Core Viewpoint - The IPO application of Zhuhai Tainomai Bo Pharmaceutical Co., Ltd. has been accepted, marking it as the first company to utilize the fifth set of standards for the Sci-Tech Innovation Board since its restart on June 18, 2025 [2][5]. Group 1: IPO Details - Tainomai Bo's IPO application was accepted on July 31, 2025, with Huatai Securities as the sponsor [2][3]. - The company plans to raise 1.5 billion RMB for new drug research and development, expansion of antibody production facilities, and to supplement working capital [12][13]. Group 2: Company Background - Tainomai Bo is an innovative biopharmaceutical company focused on global markets, specializing in blood product alternatives [8]. - The company has developed the "First-in-Class" Staitouta monoclonal antibody injection, recognized as a breakthrough treatment drug in the anti-infection field [9]. Group 3: Financial Performance - The company reported minimal revenue, with the Staitouta monoclonal antibody injection expected to generate sales starting in March 2025 [9]. - Tainomai Bo has incurred continuous net losses, with cumulative losses reaching 1.024 billion RMB by the end of the reporting period [11].

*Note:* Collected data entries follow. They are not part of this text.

//! Alias assignment for tables, fields and joins.
//!
//! An alias is the first `length` characters of a name with leading and
//! trailing separators removed. On collision the alias is shortened by one
//! character and suffixed with an increasing counter until it is free.

use relmodel_core::{Error, Result};
use std::collections::HashSet;

/// Default alias length for tables.
pub const TABLE_ALIAS_LENGTH: usize = 4;

/// Default alias length for fields and joins.
pub const FIELD_ALIAS_LENGTH: usize = 3;

const SEPARATOR: char = '_';

/// Words never handed out as aliases: short SQL keywords plus tokens the
/// query builder reserves for itself.
pub const RESERVED_WORDS: &[&str] = &[
    // SQL Server and MySQL keywords of up to four characters
    "add", "all", "alt", "and", "any", "as", "asc", "at", "both", "bulk", "by", "call",
    "case", "cast", "char", "col", "cube", "cur", "date", "day", "dbcc", "dec", "deny",
    "desc", "disk", "div", "do", "drop", "dual", "dump", "each", "else", "end", "exec",
    "exit", "file", "for", "from", "full", "get", "go", "goto", "if", "in", "int", "int1",
    "int2", "int3", "int4", "int8", "into", "is", "join", "key", "keys", "kill", "lag",
    "last", "lead", "left", "less", "like", "load", "lock", "long", "loop", "max", "min",
    "mod", "new", "next", "no", "not", "null", "of", "off", "on", "open", "or", "out",
    "over", "plan", "proc", "rank", "read", "real", "row", "rows", "rule", "save", "set",
    "show", "some", "sql", "ssl", "sum", "tab", "then", "to", "top", "tran", "true",
    "undo", "use", "user", "view", "when", "with", "xor", "year", "zone",
    // builder tokens
    "_id",
];

/// The set of aliases already taken in one namespace.
///
/// Comparison is ASCII case-insensitive.
#[derive(Debug, Clone, Default)]
pub struct AliasPool {
    used: HashSet<String>,
}

impl AliasPool {
    /// An empty pool.
    pub fn new() -> Self {
        Self::default()
    }

    /// A pool seeded with [`RESERVED_WORDS`] and `extra`.
    pub fn with_reserved<S: AsRef<str>>(extra: &[S]) -> Self {
        let mut pool = Self::new();
        for word in RESERVED_WORDS {
            pool.reserve(word);
        }
        for word in extra {
            pool.reserve(word.as_ref());
        }
        pool
    }

    /// Mark an alias as taken.
    pub fn reserve(&mut self, alias: &str) {
        self.used.insert(alias.to_ascii_lowercase());
    }

    pub fn contains(&self, alias: &str) -> bool {
        self.used.contains(&alias.to_ascii_lowercase())
    }

    pub fn len(&self) -> usize {
        self.used.len()
    }

    pub fn is_empty(&self) -> bool {
        self.used.is_empty()
    }

    /// Compute a free alias for `name` and reserve it.
    pub fn assign(&mut self, name: &str, length: usize) -> Result<String> {
        let alias = get_alias(name, self, length)?;
        self.reserve(&alias);
        Ok(alias)
    }
}

/// Compute an alias for `name` that is not in `reserved`.
///
/// Fails when the name is empty after trimming or when no free alias
/// exists within the candidate space.
pub fn get_alias(name: &str, reserved: &AliasPool, length: usize) -> Result<String> {
    let trimmed = name.trim_matches(SEPARATOR);
    let chars: Vec<char> = trimmed.chars().collect();
    if chars.is_empty() || length == 0 {
        return Err(Error::config(format!(
            "cannot derive an alias from '{name}'"
        )));
    }

    let length = length.min(chars.len());
    let mut alias: String = chars[..length].iter().collect();
    let base: String = chars[..length - 1].iter().collect();

    // One more candidate than there are taken aliases always finds a gap.
    let limit = reserved.len() + 1;
    let mut counter = 0usize;
    while reserved.contains(&alias) {
        counter += 1;
        if counter > limit {
            return Err(Error::config(format!(
                "alias space exhausted for '{name}'"
            )));
        }
        alias = format!("{base}{counter}");
    }
    Ok(alias)
}
//! Autonomous browser task planning and execution.
//!
//! A [`Controller`] owns one browsing session. It perceives the page into a
//! [`PageSnapshot`], interprets commands into [`Action`]s, executes them
//! through a [`BrowserDriver`], verifies the result and, for multi-step
//! tasks, keeps a [`Plan`] moving with bounded retries and replanning.

pub mod config;
pub mod controller;
pub mod driver;
pub mod error;
pub mod interpreter;
pub mod oracle;
pub mod perception;
pub mod plan;
pub mod planner;
pub mod report;
pub mod session;
pub mod snapshot;
pub mod testing;
pub mod types;
pub mod vision;

pub use config::Config;
pub use controller::Controller;
pub use driver::BrowserDriver;
pub use error::ControlError;
pub use oracle::Oracle;
pub use plan::{Plan, PlanStatus, PlanStep, StepStatus};
pub use report::{ActionReport, ControllerEvent, Outcome, PlanReport};
pub use snapshot::PageSnapshot;
pub use types::{Action, TargetSpec};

Core Viewpoint - The approval of He Yuan Bio's registration application marks the first IPO under the newly restarted fifth listing standard of the Sci-Tech Innovation Board, indicating a shift towards a more inclusive and efficient regulatory approval mechanism [1][2]. Group 1: Regulatory Changes - The China Securities Regulatory Commission (CSRC) has approved He Yuan Bio's registration, which is the first company to fully navigate the IPO review process under the fifth listing standard [1]. - The time taken from approval to registration was just over ten working days, reflecting an evolution towards a more efficient approval process [1]. Group 2: Industry Impact - Other companies in the IPO queue, such as BeiXin Life, SiZheRui, HengRunDa, and BiBeiTe, are also applying for listing under the fifth standard, all belonging to the pharmaceutical sector and characterized by core technologies despite being unprofitable [1]. - The fifth listing standard has activated the financing needs of unprofitable companies with "sci-tech" attributes, leading to a surge in applications and adjustments in fundraising amounts [1][2]. Group 3: Future Outlook - The fifth listing standard has been a crucial pathway for unprofitable hard-tech enterprises to access capital markets, with 20 pharmaceutical companies already successfully listed [2]. - The expansion of this standard to include fields like artificial intelligence, commercial aerospace, and low-altitude economy is expected to provide more convenient financing channels for hard-tech companies [2]. - The regulatory changes aim to balance inclusivity and risk prevention, allowing truly impactful companies to list without being hindered by profitability status, thus fostering innovation and industrial upgrades [2].